Exercise requirements
Show every line from the entries that follow which holds the word "pixels".

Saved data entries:

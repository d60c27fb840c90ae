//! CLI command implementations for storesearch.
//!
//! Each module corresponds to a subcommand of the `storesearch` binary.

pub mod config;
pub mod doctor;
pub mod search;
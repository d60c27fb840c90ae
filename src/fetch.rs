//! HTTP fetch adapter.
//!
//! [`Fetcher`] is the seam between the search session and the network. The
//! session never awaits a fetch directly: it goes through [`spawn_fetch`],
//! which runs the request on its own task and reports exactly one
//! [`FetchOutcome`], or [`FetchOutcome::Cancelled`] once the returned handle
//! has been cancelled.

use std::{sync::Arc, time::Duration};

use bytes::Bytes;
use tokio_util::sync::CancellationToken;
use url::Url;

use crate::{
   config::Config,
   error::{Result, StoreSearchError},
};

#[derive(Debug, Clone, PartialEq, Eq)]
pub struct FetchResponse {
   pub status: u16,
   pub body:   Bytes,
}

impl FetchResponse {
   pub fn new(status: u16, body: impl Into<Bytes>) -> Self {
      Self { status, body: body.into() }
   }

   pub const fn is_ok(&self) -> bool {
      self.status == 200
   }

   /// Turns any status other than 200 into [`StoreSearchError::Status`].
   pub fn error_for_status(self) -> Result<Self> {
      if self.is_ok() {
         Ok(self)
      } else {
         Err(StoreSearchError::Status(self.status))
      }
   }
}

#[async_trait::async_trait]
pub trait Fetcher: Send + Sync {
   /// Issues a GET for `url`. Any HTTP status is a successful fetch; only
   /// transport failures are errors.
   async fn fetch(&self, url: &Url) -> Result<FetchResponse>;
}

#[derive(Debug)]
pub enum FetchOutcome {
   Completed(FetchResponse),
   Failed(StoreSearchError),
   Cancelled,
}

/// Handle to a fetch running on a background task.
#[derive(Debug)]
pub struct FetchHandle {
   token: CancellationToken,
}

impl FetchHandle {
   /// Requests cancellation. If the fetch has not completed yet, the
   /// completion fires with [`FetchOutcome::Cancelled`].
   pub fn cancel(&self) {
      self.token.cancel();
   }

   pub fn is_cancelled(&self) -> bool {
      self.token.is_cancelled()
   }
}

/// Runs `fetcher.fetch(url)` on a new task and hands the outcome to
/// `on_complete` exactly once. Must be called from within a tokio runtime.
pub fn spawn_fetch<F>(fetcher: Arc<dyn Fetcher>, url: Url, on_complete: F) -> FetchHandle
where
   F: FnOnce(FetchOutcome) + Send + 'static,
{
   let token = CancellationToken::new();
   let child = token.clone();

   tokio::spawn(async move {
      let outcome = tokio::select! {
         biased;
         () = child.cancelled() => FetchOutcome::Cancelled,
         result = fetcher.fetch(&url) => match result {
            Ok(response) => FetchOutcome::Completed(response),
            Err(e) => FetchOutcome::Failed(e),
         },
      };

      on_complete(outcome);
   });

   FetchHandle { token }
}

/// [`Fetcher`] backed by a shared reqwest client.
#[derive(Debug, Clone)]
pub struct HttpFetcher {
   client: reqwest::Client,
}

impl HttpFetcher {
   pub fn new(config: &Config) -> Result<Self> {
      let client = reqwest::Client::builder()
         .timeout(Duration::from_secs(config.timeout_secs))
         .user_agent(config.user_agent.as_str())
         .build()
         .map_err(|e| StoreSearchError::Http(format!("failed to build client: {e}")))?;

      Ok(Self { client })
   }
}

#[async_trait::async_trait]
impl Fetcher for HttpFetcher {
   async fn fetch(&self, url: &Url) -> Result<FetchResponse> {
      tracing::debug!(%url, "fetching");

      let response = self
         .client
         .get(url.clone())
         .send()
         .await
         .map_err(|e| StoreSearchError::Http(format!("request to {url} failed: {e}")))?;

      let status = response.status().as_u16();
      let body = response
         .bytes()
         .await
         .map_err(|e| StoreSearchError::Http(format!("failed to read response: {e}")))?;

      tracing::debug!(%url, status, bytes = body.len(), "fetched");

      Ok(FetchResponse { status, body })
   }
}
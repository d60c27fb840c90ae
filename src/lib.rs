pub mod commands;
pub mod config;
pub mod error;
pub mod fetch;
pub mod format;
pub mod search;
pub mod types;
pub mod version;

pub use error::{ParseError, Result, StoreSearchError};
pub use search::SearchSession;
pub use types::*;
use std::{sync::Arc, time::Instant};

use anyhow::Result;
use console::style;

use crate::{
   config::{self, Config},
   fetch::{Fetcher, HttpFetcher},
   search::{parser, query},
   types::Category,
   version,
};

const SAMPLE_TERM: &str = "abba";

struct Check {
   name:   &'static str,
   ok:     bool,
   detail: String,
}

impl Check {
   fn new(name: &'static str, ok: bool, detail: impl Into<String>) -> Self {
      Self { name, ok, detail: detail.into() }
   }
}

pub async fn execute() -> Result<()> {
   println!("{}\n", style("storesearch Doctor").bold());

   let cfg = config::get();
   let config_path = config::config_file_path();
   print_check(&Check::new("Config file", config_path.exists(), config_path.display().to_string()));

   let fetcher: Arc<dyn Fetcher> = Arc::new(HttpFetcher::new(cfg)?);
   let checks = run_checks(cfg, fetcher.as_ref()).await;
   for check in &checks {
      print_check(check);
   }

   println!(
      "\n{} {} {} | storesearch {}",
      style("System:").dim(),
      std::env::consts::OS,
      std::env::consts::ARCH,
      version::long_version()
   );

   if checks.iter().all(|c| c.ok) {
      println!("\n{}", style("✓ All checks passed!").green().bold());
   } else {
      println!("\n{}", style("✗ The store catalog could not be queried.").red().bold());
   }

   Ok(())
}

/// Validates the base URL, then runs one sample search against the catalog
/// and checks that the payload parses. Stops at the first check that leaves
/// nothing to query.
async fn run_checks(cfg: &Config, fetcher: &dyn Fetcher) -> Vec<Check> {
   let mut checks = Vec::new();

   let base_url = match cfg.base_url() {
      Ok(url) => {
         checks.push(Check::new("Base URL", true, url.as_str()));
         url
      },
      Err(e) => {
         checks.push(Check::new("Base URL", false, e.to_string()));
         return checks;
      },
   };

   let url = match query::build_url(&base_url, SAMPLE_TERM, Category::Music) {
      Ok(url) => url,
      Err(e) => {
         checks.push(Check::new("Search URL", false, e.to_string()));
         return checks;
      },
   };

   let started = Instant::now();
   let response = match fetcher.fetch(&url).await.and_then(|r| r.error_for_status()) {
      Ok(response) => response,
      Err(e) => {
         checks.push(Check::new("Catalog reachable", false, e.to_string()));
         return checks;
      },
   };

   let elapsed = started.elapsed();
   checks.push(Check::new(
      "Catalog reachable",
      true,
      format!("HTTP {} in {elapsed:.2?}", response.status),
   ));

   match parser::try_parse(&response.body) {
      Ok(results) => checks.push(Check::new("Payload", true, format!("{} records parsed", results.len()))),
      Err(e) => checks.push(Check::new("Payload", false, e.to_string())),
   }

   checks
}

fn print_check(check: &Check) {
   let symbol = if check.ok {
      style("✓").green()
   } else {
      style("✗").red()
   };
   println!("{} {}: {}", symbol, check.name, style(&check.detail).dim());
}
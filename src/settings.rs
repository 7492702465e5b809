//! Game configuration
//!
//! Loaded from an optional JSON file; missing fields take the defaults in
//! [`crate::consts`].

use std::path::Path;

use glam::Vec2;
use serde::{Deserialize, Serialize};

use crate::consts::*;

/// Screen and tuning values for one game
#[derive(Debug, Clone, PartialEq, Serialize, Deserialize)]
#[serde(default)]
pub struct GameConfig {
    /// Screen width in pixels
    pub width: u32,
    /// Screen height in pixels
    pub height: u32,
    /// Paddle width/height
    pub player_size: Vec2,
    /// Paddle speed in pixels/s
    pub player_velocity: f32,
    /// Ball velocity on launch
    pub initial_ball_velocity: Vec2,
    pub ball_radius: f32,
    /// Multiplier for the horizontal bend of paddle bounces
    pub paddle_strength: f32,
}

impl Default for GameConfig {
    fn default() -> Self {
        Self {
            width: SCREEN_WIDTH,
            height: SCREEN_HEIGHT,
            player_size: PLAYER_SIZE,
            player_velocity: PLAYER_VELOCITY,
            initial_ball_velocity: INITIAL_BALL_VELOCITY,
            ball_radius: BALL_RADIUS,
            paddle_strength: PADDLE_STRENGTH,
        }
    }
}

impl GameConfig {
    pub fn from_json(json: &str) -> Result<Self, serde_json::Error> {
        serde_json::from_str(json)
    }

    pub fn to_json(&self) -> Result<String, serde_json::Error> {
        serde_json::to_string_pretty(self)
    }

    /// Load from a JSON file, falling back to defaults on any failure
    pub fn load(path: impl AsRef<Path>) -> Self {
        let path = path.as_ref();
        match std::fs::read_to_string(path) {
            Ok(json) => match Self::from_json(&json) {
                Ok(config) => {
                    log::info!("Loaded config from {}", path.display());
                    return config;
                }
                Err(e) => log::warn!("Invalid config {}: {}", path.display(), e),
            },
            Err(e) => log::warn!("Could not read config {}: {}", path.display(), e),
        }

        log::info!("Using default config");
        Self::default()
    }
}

Exercise result
    /// Screen width in pixels
    /// Screen height in pixels
    /// Paddle speed in pixels/s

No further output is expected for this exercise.